Vanity

Six years ago, I got Botox before my 20th high school reunion, and broke out in hives. I Googled Botox and learned that if you’ve had any kind of allergic reaction to it, you can never get it again. So I got Botox. I thought maybe I’d go into anaphylactic shock and die. I felt very clever outsmarting my life insurance suicide clause, and satisfied that Jax wouldn’t kick my cats out onto the street to fend for themselves or die.

I haven’t died. I’ve had no adverse reaction at all. (I walked home from the clinic then, a mile in jeans in summer. I think I just got too hot.) Now I’m looking forward to 6 months without scowl lines and hoping to look young enough for Adelaide in Guys & Dolls.
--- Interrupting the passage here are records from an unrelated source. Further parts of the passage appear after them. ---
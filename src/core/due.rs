use chrono::NaiveDate;

/// Coerce a JSON value to a plain string.
///
/// Null becomes the empty string so downstream code never branches on
/// missing fields; everything else takes its usual string form.
pub fn as_string(v: &serde_json::Value) -> String {
    match v {
        serde_json::Value::Null => String::new(),
        serde_json::Value::String(s) => s.clone(),
        serde_json::Value::Bool(b) => b.to_string(),
        serde_json::Value::Number(n) => n.to_string(),
        other => other.to_string(),
    }
}

/// Parse a due-date string down to a calendar day.
///
/// Accepts `YYYY-MM-DD` as well as datetime forms with a leading date
/// component (e.g. RFC 3339). Returns `None` for anything unparseable.
pub fn parse_due_date(raw: &str) -> Option<NaiveDate> {
    let s = raw.trim();
    if s.is_empty() {
        return None;
    }
    if let Ok(d) = s.parse::<NaiveDate>() {
        return Some(d);
    }
    // Datetime forms: truncate to the date component.
    if let Some(prefix) = s.get(..10) {
        if let Ok(d) = prefix.parse::<NaiveDate>() {
            return Some(d);
        }
    }
    None
}

/// Status bucket for a consultation's due date, in badge precedence order.
#[derive(Debug, Clone, Copy, PartialEq, Eq)]
pub enum DueStatus {
    NoDueDate,
    Overdue,
    DueToday,
    DueSoon,
    AwaitingResponse,
}

impl DueStatus {
    pub fn label(&self) -> &'static str {
        match self {
            Self::NoDueDate => "No due date",
            Self::Overdue => "Overdue",
            Self::DueToday => "Due today",
            Self::DueSoon => "Due soon",
            Self::AwaitingResponse => "Awaiting response",
        }
    }
}

/// Classify a due date against `today` on whole calendar days.
pub fn due_status(due_date: &str, today: NaiveDate) -> DueStatus {
    let Some(due) = parse_due_date(due_date) else {
        return DueStatus::NoDueDate;
    };
    let diff = (due - today).num_days();
    if diff < 0 {
        DueStatus::Overdue
    } else if diff == 0 {
        DueStatus::DueToday
    } else if diff <= 7 {
        DueStatus::DueSoon
    } else {
        DueStatus::AwaitingResponse
    }
}

#[cfg(test)]
mod tests {
    use super::*;
    use serde_json::json;

    fn day(y: i32, m: u32, d: u32) -> NaiveDate {
        NaiveDate::from_ymd_opt(y, m, d).unwrap()
    }

    #[test]
    fn as_string_null_is_empty() {
        assert_eq!(as_string(&serde_json::Value::Null), "");
    }

    #[test]
    fn as_string_passes_strings_through() {
        assert_eq!(as_string(&json!("IMP123")), "IMP123");
        assert_eq!(as_string(&json!("")), "");
    }

    #[test]
    fn as_string_converts_scalars() {
        assert_eq!(as_string(&json!(3301000)), "3301000");
        assert_eq!(as_string(&json!(2.5)), "2.5");
        assert_eq!(as_string(&json!(true)), "true");
    }

    #[test]
    fn parse_due_date_accepts_plain_and_datetime() {
        assert_eq!(parse_due_date("2024-06-01"), Some(day(2024, 6, 1)));
        assert_eq!(parse_due_date("2024-06-01T14:30:00Z"), Some(day(2024, 6, 1)));
        assert_eq!(parse_due_date(" 2024-06-01 "), Some(day(2024, 6, 1)));
    }

    #[test]
    fn parse_due_date_rejects_garbage() {
        assert_eq!(parse_due_date(""), None);
        assert_eq!(parse_due_date("soon"), None);
        assert_eq!(parse_due_date("01/06/2024"), None);
    }

    #[test]
    fn due_status_buckets_by_day_difference() {
        let today = day(2024, 6, 1);
        assert_eq!(due_status("2024-05-31", today), DueStatus::Overdue);
        assert_eq!(due_status("2024-01-01", today), DueStatus::Overdue);
        assert_eq!(due_status("2024-06-01", today), DueStatus::DueToday);
        assert_eq!(due_status("2024-06-02", today), DueStatus::DueSoon);
        assert_eq!(due_status("2024-06-08", today), DueStatus::DueSoon);
        assert_eq!(due_status("2024-06-09", today), DueStatus::AwaitingResponse);
        assert_eq!(due_status("nonsense", today), DueStatus::NoDueDate);
    }

    #[test]
    fn due_status_labels() {
        let today = day(2024, 6, 1);
        assert_eq!(due_status("2024-05-01", today).label(), "Overdue");
        assert_eq!(due_status("", today).label(), "No due date");
    }
}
I audition tonight. I’m sick with nerves! I honestly don’t how I do this over and over again. Auditioning is HELL! I know I feel this way on opening night, too, so anxious I’m convinced backstage before my first entrance that I really will vomit this time. I never do. I still don’t know how I do this. I think maybe its getting harder, I don’t know. Maybe it’s just that I’ve built Adelaide up so high as my ultimate bucket list part, that this last-chance shot is really freaking my shit out.
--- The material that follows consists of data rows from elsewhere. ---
use chrono::NaiveDate;
use serde::{Deserialize, Serialize};

use super::due::{as_string, parse_due_date};

/// Phase-transfer groups in display order. Phases outside this set form
/// ad hoc groups after the known ones, in first-seen order.
pub const PHASE_ORDER: &[&str] = &["Reception", "Infants", "Juniors", "Secondary", "Post-16"];

/// An outstanding consultation issued to the school.
///
/// Every field is a plain string: absent upstream values normalize to the
/// empty string so rendering and payload code never deal with options.
#[derive(Debug, Clone, PartialEq, Eq, Serialize, Deserialize)]
pub struct Consultation {
    pub id: String,
    pub impulse_id: String,
    pub forename: String,
    pub surname: String,
    pub setting_name: String,
    pub id_consult: String,
    pub phase_id: String,
    pub due_date: String,
}

impl Consultation {
    /// Build a consultation from one raw response object, normalizing every
    /// field. `id` is assigned by the caller (synthesized in list mode,
    /// token-derived in prefill mode).
    pub fn from_value(v: &serde_json::Value, id: String) -> Self {
        let field = |name: &str| as_string(v.get(name).unwrap_or(&serde_json::Value::Null));
        let id_consult = {
            let primary = field("idConsult");
            if primary.is_empty() { field("idConsultation") } else { primary }
        };
        Self {
            id,
            impulse_id: field("impulseId"),
            forename: field("forename"),
            surname: field("surname"),
            setting_name: field("settingName"),
            id_consult,
            phase_id: field("phaseId"),
            due_date: field("dueDate"),
        }
    }

    /// A blank phase id (after trimming) marks a standard consultation;
    /// anything else is a phase-transfer consultation.
    pub fn is_phase_transfer(&self) -> bool {
        !self.phase_id.trim().is_empty()
    }

    pub fn phase(&self) -> &str {
        self.phase_id.trim()
    }

    pub fn display_name(&self) -> String {
        format!("{} {}", self.forename, self.surname).trim().to_string()
    }
}

/// Phase-transfer consultations sharing one phase name.
#[derive(Debug, Clone, PartialEq, Eq)]
pub struct PhaseGroup {
    pub phase: String,
    pub consultations: Vec<Consultation>,
}

/// The standard (non-phase-transfer) subset, in fetch order.
pub fn standard(items: &[Consultation]) -> Vec<Consultation> {
    items
        .iter()
        .filter(|c| !c.is_phase_transfer())
        .cloned()
        .collect()
}

/// Group phase-transfer consultations by trimmed phase name: known phases
/// first in `PHASE_ORDER`, then unrecognized phases in first-seen order.
pub fn phase_transfer_groups(items: &[Consultation]) -> Vec<PhaseGroup> {
    let transfers: Vec<&Consultation> = items.iter().filter(|c| c.is_phase_transfer()).collect();

    let mut groups: Vec<PhaseGroup> = Vec::new();
    let mut push_phase = |phase: &str| {
        let members: Vec<Consultation> = transfers
            .iter()
            .filter(|c| c.phase() == phase)
            .map(|c| (*c).clone())
            .collect();
        if !members.is_empty() {
            groups.push(PhaseGroup {
                phase: phase.to_string(),
                consultations: members,
            });
        }
    };

    for phase in PHASE_ORDER.iter().copied() {
        push_phase(phase);
    }
    let mut seen_ad_hoc: Vec<&str> = Vec::new();
    for c in &transfers {
        let phase = c.phase();
        if !PHASE_ORDER.contains(&phase) && !seen_ad_hoc.contains(&phase) {
            seen_ad_hoc.push(phase);
        }
    }
    for phase in seen_ad_hoc {
        push_phase(phase);
    }

    groups
}

/// Headline counts shown on the home screen.
#[derive(Debug, Clone, Copy, PartialEq, Eq, Default)]
pub struct ConsultationStats {
    pub total: usize,
    pub overdue: usize,
    pub due_soon: usize,
}

/// Aggregate counts over a consultation set.
///
/// `due_soon` spans `[today, today + 7 days]` inclusive, so an item due
/// today counts here as well as wearing the "Due today" badge.
pub fn stats(items: &[Consultation], today: NaiveDate) -> ConsultationStats {
    let week_out = today + chrono::Duration::days(7);
    let mut out = ConsultationStats {
        total: items.len(),
        ..ConsultationStats::default()
    };
    for c in items {
        let Some(due) = parse_due_date(&c.due_date) else {
            continue;
        };
        if due < today {
            out.overdue += 1;
        } else if due <= week_out {
            out.due_soon += 1;
        }
    }
    out
}

#[cfg(test)]
mod tests {
    use super::*;
    use serde_json::json;

    fn day(y: i32, m: u32, d: u32) -> NaiveDate {
        NaiveDate::from_ymd_opt(y, m, d).unwrap()
    }

    fn consultation(id: &str, phase_id: &str, due_date: &str) -> Consultation {
        Consultation {
            id: id.to_string(),
            impulse_id: format!("IMP-{}", id),
            forename: "Sam".to_string(),
            surname: "Taylor".to_string(),
            setting_name: "Hillcrest".to_string(),
            id_consult: String::new(),
            phase_id: phase_id.to_string(),
            due_date: due_date.to_string(),
        }
    }

    #[test]
    fn from_value_normalizes_missing_fields() {
        let c = Consultation::from_value(&json!({"impulseId": "IMP1"}), "c1".to_string());
        assert_eq!(c.id, "c1");
        assert_eq!(c.impulse_id, "IMP1");
        assert_eq!(c.forename, "");
        assert_eq!(c.phase_id, "");
        assert_eq!(c.due_date, "");
        assert!(!c.is_phase_transfer());
    }

    #[test]
    fn from_value_falls_back_to_id_consultation() {
        let c = Consultation::from_value(&json!({"idConsultation": 42}), "c1".to_string());
        assert_eq!(c.id_consult, "42");

        let both = json!({"idConsult": "A", "idConsultation": "B"});
        assert_eq!(Consultation::from_value(&both, "c2".to_string()).id_consult, "A");
    }

    #[test]
    fn blank_phase_is_standard() {
        assert!(!consultation("c1", "", "").is_phase_transfer());
        assert!(!consultation("c2", "   ", "").is_phase_transfer());
        assert!(consultation("c3", "Juniors", "").is_phase_transfer());
    }

    #[test]
    fn standard_subset_keeps_fetch_order() {
        let items = vec![
            consultation("c1", "", "2024-01-01"),
            consultation("c2", "Juniors", ""),
            consultation("c3", "", ""),
        ];
        let std_items = standard(&items);
        assert_eq!(std_items.len(), 2);
        assert_eq!(std_items[0].id, "c1");
        assert_eq!(std_items[1].id, "c3");
    }

    #[test]
    fn phase_groups_follow_fixed_order_then_ad_hoc() {
        let items = vec![
            consultation("c1", "Yr9 Entry", ""),
            consultation("c2", "Secondary", ""),
            consultation("c3", "Reception", ""),
            consultation("c4", " Reception ", ""),
            consultation("c5", "", ""),
        ];
        let groups = phase_transfer_groups(&items);
        let names: Vec<&str> = groups.iter().map(|g| g.phase.as_str()).collect();
        assert_eq!(names, vec!["Reception", "Secondary", "Yr9 Entry"]);
        assert_eq!(groups[0].consultations.len(), 2);
    }

    #[test]
    fn stats_count_overdue_and_due_soon() {
        let today = day(2024, 6, 1);
        let items = vec![
            consultation("c1", "", "2024-01-01"),
            consultation("c2", "", "2024-06-01"),
            consultation("c3", "", "2024-06-08"),
            consultation("c4", "", "2024-06-09"),
            consultation("c5", "", "not a date"),
        ];
        let s = stats(&items, today);
        assert_eq!(s.total, 5);
        assert_eq!(s.overdue, 1);
        // Day 0 and day 7 both count as due soon; day 8 and unparseable do not.
        assert_eq!(s.due_soon, 2);
    }

    #[test]
    fn overdue_standard_scenario() {
        let today = day(2024, 6, 1);
        let c = Consultation::from_value(
            &json!({"impulseId": "IMP1", "dueDate": "2024-01-01", "phaseId": ""}),
            "c1".to_string(),
        );
        assert!(!c.is_phase_transfer());
        assert_eq!(
            super::super::due::due_status(&c.due_date, today),
            super::super::due::DueStatus::Overdue
        );
    }

    #[test]
    fn due_soon_phase_transfer_scenario() {
        let today = day(2024, 6, 1);
        let c = Consultation::from_value(
            &json!({"impulseId": "IMP2", "phaseId": "Juniors", "dueDate": "2024-06-04"}),
            "c1".to_string(),
        );
        assert!(c.is_phase_transfer());
        let groups = phase_transfer_groups(std::slice::from_ref(&c));
        assert_eq!(groups.len(), 1);
        assert_eq!(groups[0].phase, "Juniors");
        assert_eq!(
            super::super::due::due_status(&c.due_date, today),
            super::super::due::DueStatus::DueSoon
        );
    }
}
use serde::{Deserialize, Serialize};
use std::collections::{BTreeMap, HashSet};
use std::fmt;

use crate::error::{ExperimentError, Result};

pub const MIN_VARIANTS: usize = 2;
pub const MAX_VARIANTS: usize = 4;
pub const DEFAULT_DURATION_VALUE: u32 = 7;
pub const DEFAULT_MINIMUM_SAMPLE_SIZE: u64 = 100;

const HOUR_MS: i64 = 60 * 60 * 1000;

#[derive(Serialize, Deserialize, Clone, Debug)]
#[serde(rename_all = "camelCase")]
pub struct Experiment {
    pub id: String,
    pub campaign_id: String,
    pub name: String,
    #[serde(default, skip_serializing_if = "Option::is_none")]
    pub description: Option<String>,
    pub test_type: TestType,
    pub status: ExperimentStatus,
    pub variants: Vec<Variant>,
    pub settings: ExperimentSettings,
    #[serde(default, skip_serializing_if = "Option::is_none")]
    pub segment_id: Option<String>,
    pub total_audience: u64,
    #[serde(default, skip_serializing_if = "Option::is_none")]
    pub allocation: Option<Allocation>,
    #[serde(default)]
    pub winner: Option<Winner>,
    #[serde(default)]
    pub winner_applied: bool,
    pub created_at: i64,
    #[serde(default)]
    pub started_at: Option<i64>,
    /// Start of the current running segment; `None` while not running.
    #[serde(default, skip_serializing_if = "Option::is_none")]
    pub resumed_at: Option<i64>,
    /// Running time accumulated before the current segment.
    #[serde(default)]
    pub active_ms: i64,
    #[serde(default)]
    pub completed_at: Option<i64>,
    #[serde(default)]
    pub revision: u64,
}

#[derive(Serialize, Deserialize, Clone, Copy, Debug, PartialEq, Eq, Hash)]
#[serde(rename_all = "lowercase")]
pub enum ExperimentStatus {
    Draft,
    Running,
    Paused,
    Completed,
}

impl ExperimentStatus {
    pub fn as_str(&self) -> &'static str {
        match self {
            ExperimentStatus::Draft => "draft",
            ExperimentStatus::Running => "running",
            ExperimentStatus::Paused => "paused",
            ExperimentStatus::Completed => "completed",
        }
    }

    pub fn parse(value: &str) -> Result<Self> {
        match value.to_ascii_lowercase().as_str() {
            "draft" => Ok(ExperimentStatus::Draft),
            "running" => Ok(ExperimentStatus::Running),
            "paused" => Ok(ExperimentStatus::Paused),
            "completed" => Ok(ExperimentStatus::Completed),
            _ => Err(ExperimentError::Validation(format!(
                "invalid status: {value}"
            ))),
        }
    }
}

impl fmt::Display for ExperimentStatus {
    fn fmt(&self, f: &mut fmt::Formatter<'_>) -> fmt::Result {
        f.write_str(self.as_str())
    }
}

#[derive(Serialize, Deserialize, Clone, Copy, Debug, PartialEq, Eq)]
#[serde(rename_all = "lowercase")]
pub enum TestType {
    Subject,
    Time,
    Content,
    Comprehensive,
}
What am I thinking? I can make a 4-month commitment and somehow hold my shit together long enough to do a show? What am I doing? I guess I’ll go back to my doctor and get on some goddamn meds. Goddammit.

I’m gonna do it. Whatever the outcome, I’ll feel proud and content that I tried as hard as I could. I’ve been taking [very expensive] voice lessons from my musical director from Avenue Q. (She’s not more costly than anyone else; Good instruction just takes money.) It was worth it, and I loved hanging out with her. I’m ready.

I’m terrified!

It’s good practice. I got this! I own this! Adelaide is my part to win!

*****

Well, I got a call-back, but it was based solely on networking. I was in a show with the director. I’m glad that my work ethic and what I put onstage speak for me. I’ll take it! That said, it was not my best audition. I think I must have really psyched myself out. Grrr. It is disappointing, but I still have to count it as a win, because I showed up, goddammit! I’m barely breathing this week, so well done, Christie!
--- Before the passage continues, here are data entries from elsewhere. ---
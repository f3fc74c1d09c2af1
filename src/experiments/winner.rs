//! Winner scoring, suggestion, the auto-declare policy and hand-off of the
//! winning content to the campaign system.

use serde::{Deserialize, Serialize};

use super::aggregator::metric_rate;
use super::config::{DeclaredBy, Experiment, ExperimentStatus, Metric, Winner};
use super::stats;
use crate::error::{ExperimentError, Result};

/// How a candidate variant fares against the best of the others.
#[derive(Debug, Clone, Copy, PartialEq)]
struct Score {
    runner_up: usize,
    rate: f64,
    improvement_percent: f64,
    confidence: f64,
    p_value: f64,
    threshold_met: bool,
}

/// Index of the highest-rate variant other than `index`. Ties go to the
/// lowest index.
fn best_other(experiment: &Experiment, index: usize, metric: Metric) -> Option<usize> {
    let mut best: Option<(usize, f64)> = None;
    for (i, variant) in experiment.variants.iter().enumerate() {
        if i == index {
            continue;
        }
        let rate = metric_rate(&variant.counters, metric);
        if best.map_or(true, |(_, r)| rate > r) {
            best = Some((i, rate));
        }
    }
    best.map(|(i, _)| i)
}

fn score(experiment: &Experiment, index: usize, metric: Metric) -> Result<Score> {
    let candidate = experiment.variant(index)?;
    let runner_up = best_other(experiment, index, metric).ok_or(ExperimentError::InvalidVariantCount(
        experiment.variants.len(),
    ))?;
    let other = &experiment.variants[runner_up];

    let rate = metric_rate(&candidate.counters, metric);
    let other_rate = metric_rate(&other.counters, metric);
    let improvement_percent = if other_rate == 0.0 {
        0.0
    } else {
        (rate - other_rate) / other_rate * 100.0
    };

    let test = stats::compare(candidate, other, metric);
    let confidence = (1.0 - test.p_value) * 100.0;
    Ok(Score {
        runner_up,
        rate,
        improvement_percent,
        confidence,
        p_value: test.p_value,
        threshold_met: confidence >= experiment.settings.confidence_level.percent(),
    })
}

/// Builds the winner record for `index`, scored against the best other variant.
pub fn evaluate(
    experiment: &Experiment,
    index: usize,
    metric: Metric,
    declared_by: DeclaredBy,
) -> Result<Winner> {
    let s = score(experiment, index, metric)?;
    Ok(Winner {
        variant_index: index,
        variant_name: experiment.variants[index].name().to_string(),
        metric,
        confidence: s.confidence,
        improvement_percent: s.improvement_percent,
        p_value: s.p_value,
        threshold_met: s.threshold_met,
        declared_by,
    })
}

#[derive(Serialize, Debug, Clone, PartialEq)]
#[serde(rename_all = "camelCase")]
pub struct WinnerSuggestion {
    pub variant_index: usize,
    pub variant_name: String,
    pub metric: Metric,
    pub rate: f64,
    pub runner_up_index: usize,
    pub improvement_percent: f64,
    pub confidence: f64,
    pub p_value: f64,
    pub threshold_met: bool,
}

impl WinnerSuggestion {
    pub fn into_winner(self, declared_by: DeclaredBy) -> Winner {
        Winner {
            variant_index: self.variant_index,
            variant_name: self.variant_name,
            metric: self.metric,
            confidence: self.confidence,
            improvement_percent: self.improvement_percent,
            p_value: self.p_value,
            threshold_met: self.threshold_met,
            declared_by,
        }
    }
}

/// Leading variant on `metric` compared with the runner-up. `None` when every
/// variant has the same rate.
pub fn suggest_winner(experiment: &Experiment, metric: Metric) -> Option<WinnerSuggestion> {
    let rates: Vec<f64> = experiment
        .variants
        .iter()
        .map(|v| metric_rate(&v.counters, metric))
        .collect();
    let first = *rates.first()?;
    if rates.iter().all(|&r| r == first) {
        return None;
    }

    let mut leader = 0;
    for (i, &rate) in rates.iter().enumerate() {
        if rate > rates[leader] {
            leader = i;
        }
    }
    let s = score(experiment, leader, metric).ok()?;
    Some(WinnerSuggestion {
        variant_index: leader,
        variant_name: experiment.variants[leader].name().to_string(),
        metric,
        rate: s.rate,
        runner_up_index: s.runner_up,
        improvement_percent: s.improvement_percent,
        confidence: s.confidence,
        p_value: s.p_value,
        threshold_met: s.threshold_met,
    })
}

/// Winner the auto-optimize policy would declare right now, if any.
pub fn auto_winner(experiment: &Experiment) -> Option<Winner> {
    let settings = &experiment.settings;
    if !settings.auto_optimize || experiment.status != ExperimentStatus::Running {
        return None;
    }
    if experiment
        .variants
        .iter()
        .any(|v| v.counters.delivered < settings.minimum_sample_size)
    {
        return None;
    }
    let suggestion = suggest_winner(experiment, settings.metric)?;
    if !suggestion.threshold_met {
        return None;
    }
    Some(suggestion.into_winner(DeclaredBy::Auto))
}

// ── Publishing ──────────────────────────────────────────────────────

/// Content reference handed to the campaign system once a winner is applied.
#[derive(Serialize, Deserialize, Debug, Clone, PartialEq)]
#[serde(rename_all = "camelCase")]
pub struct WinningContent {
    pub campaign_id: String,
    pub experiment_id: String,
    pub variant_index: usize,
    pub variant_name: String,
    #[serde(default, skip_serializing_if = "Option::is_none")]
    pub subject: Option<String>,
    #[serde(default, skip_serializing_if = "Option::is_none")]
    pub body_html: Option<String>,
    #[serde(default, skip_serializing_if = "Option::is_none")]
    pub send_time: Option<String>,
}

impl WinningContent {
    pub fn for_winner(experiment: &Experiment, winner: &Winner) -> Result<Self> {
        let content = &experiment.variant(winner.variant_index)?.content;
        Ok(Self {
            campaign_id: experiment.campaign_id.clone(),
            experiment_id: experiment.id.clone(),
            variant_index: winner.variant_index,
            variant_name: content.name.clone(),
            subject: content.subject.clone(),
            body_html: content.body_html.clone(),
            send_time: content.send_time.clone(),
        })
    }
}

/// Campaign-system collaborator that receives the winning variant's content.
pub trait WinnerPublisher: Send + Sync {
    fn publish(&self, content: &WinningContent) -> std::result::Result<(), String>;
}

/// Publisher that only logs the hand-off.
#[derive(Debug, Default, Clone, Copy)]
pub struct TracingPublisher;

impl WinnerPublisher for TracingPublisher {
    fn publish(&self, content: &WinningContent) -> std::result::Result<(), String> {
        tracing::info!(
            campaign_id = %content.campaign_id,
            experiment_id = %content.experiment_id,
            variant = %content.variant_name,
            "winning content published"
        );
        Ok(())
    }
}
I’m not satisfied, and I’m not yet able to stop replaying everything I did wrong. It’s disheartening to have a bad showing, but it will pass. Historically, I’ve  done better at call-backs, so I look forward to playing with some characterizations and catching up with old chums from past shows. I’m not looking forward to the dance audition. I am excessively out of shape again, but this is a good way to start anew on clearing out the cobwebs and getting fit, sharp, and out of another bad funk.

I’ve quit smoking again. Except for one drunken binge night a week and a half ago, I’ve really only snuck the odd fag here and there. I feel good about that, and expect my skin to regain a healthy glow. So far, Botox is lightening the burden of years, and it has a couple of days yet to reach full effect. I love it! Now that I’m safely unallergic, it looks like I’ll be shelling out an easy $1000+ every year to maintain my youthful good looks.

(Don’t go to an aesthetician for a pick-me-up, btw. First thing she did was point out my age spots, formerly known as freckles, and instruct me to return for a laser light treatment, ha! I admit I’ve been thinking down those lines, so perhaps my $1000 yearly vanity budget will be… somewhat higher than that, even. 🙂 Hey, I don’t have kids to put in braces, college, or therapy. I do what I want.)

Things are looking up. I suppose that’s all they can do after such a painful week. I really try to hold off on falling all-the-way apart, but that was just awful. It really was just… awful. My whole world came down around my ears. I’m hearbroken, still.
buddha

Sometimes maturity is a choice to accept one’s wrinkling, or freeze it with toxins.